--- Brief ---
Copy out every line of the records in which "SortPolicy" can be found.
____
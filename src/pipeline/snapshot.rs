//! Immutable results published after each recompute.

use super::state::PipelineState;
use crate::models::ContactView;
use crate::sorting::SortPolicy;
use chrono::{DateTime, Utc};
use serde::Serialize;
use std::sync::Arc;
use tokio::sync::watch;

/// Receiving end for published snapshots; `None` until the first publish.
pub type SnapshotReceiver = watch::Receiver<Option<Arc<ContactListSnapshot>>>;

/// A badge shown on a menu action.
#[derive(Debug, Clone, Copy, PartialEq, Eq, Serialize)]
pub struct MenuBadge {
    pub value: usize,
}

/// Badges signalling that the list differs from its defaults.
#[derive(Debug, Clone, Default, PartialEq, Eq, Serialize)]
pub struct MenuBadges {
    /// Present (value 0) when the sort policy is not the default
    #[serde(skip_serializing_if = "Option::is_none")]
    pub sort: Option<MenuBadge>,

    /// Present with the number of selected types when a type filter is active
    #[serde(skip_serializing_if = "Option::is_none")]
    pub filter: Option<MenuBadge>,
}

impl MenuBadges {
    pub fn for_state(state: &PipelineState, default_sort: SortPolicy) -> Self {
        Self {
            sort: (state.sort_policy != default_sort).then_some(MenuBadge { value: 0 }),
            filter: (state.active_filter_count() > 0).then_some(MenuBadge {
                value: state.active_filter_count(),
            }),
        }
    }

    /// Number of badges currently shown.
    pub fn count(&self) -> usize {
        usize::from(self.sort.is_some()) + usize::from(self.filter.is_some())
    }
}

/// One published, ordered contact list.
#[derive(Debug, Clone, Serialize)]
#[serde(rename_all = "camelCase")]
pub struct ContactListSnapshot {
    /// Request generation this snapshot answers; strictly increasing
    pub generation: u64,

    pub state: PipelineState,

    /// Filtered and sorted contacts
    pub contacts: Vec<ContactView>,

    /// Size of the canonical merged set before filtering
    pub total_count: usize,

    pub badges: MenuBadges,

    pub reset_search_visible: bool,

    pub computed_at: DateTime<Utc>,
}

/// Publishing side of the snapshot channel.
///
/// Only strictly newer generations replace the current snapshot, so a slow
/// stale result can never overwrite a fresher one.
#[derive(Debug, Clone)]
pub struct SnapshotPublisher {
    sender: Arc<watch::Sender<Option<Arc<ContactListSnapshot>>>>,
}

impl SnapshotPublisher {
    pub fn new() -> Self {
        let (sender, _) = watch::channel(None);
        Self {
            sender: Arc::new(sender),
        }
    }

    pub fn subscribe(&self) -> SnapshotReceiver {
        self.sender.subscribe()
    }

    /// Most recently published snapshot.
    pub fn latest(&self) -> Option<Arc<ContactListSnapshot>> {
        self.sender.borrow().clone()
    }

    /// Publish `snapshot` if it is newer than the current one.
    ///
    /// Returns whether the snapshot was published.
    pub fn publish(&self, snapshot: ContactListSnapshot) -> bool {
        let mut snapshot = Some(snapshot);
        self.sender.send_if_modified(|current| {
            let newer = match (current.as_ref(), snapshot.as_ref()) {
                (Some(current), Some(next)) => next.generation > current.generation,
                (None, Some(_)) => true,
                (_, None) => false,
            };
            if newer {
                *current = snapshot.take().map(Arc::new);
            }
            newer
        })
    }
}

impl Default for SnapshotPublisher {
    fn default() -> Self {
        Self::new()
    }
}
//! In-memory test doubles and fixtures shared by the integration tests.

#![allow(dead_code)]

mod fixtures;
mod mock_contact_repository;

pub use fixtures::*;
pub use mock_contact_repository::MockContactRepository;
____
--- Reply ---
use crate::sorting::SortPolicy;
    pub fn for_state(state: &PipelineState, default_sort: SortPolicy) -> Self {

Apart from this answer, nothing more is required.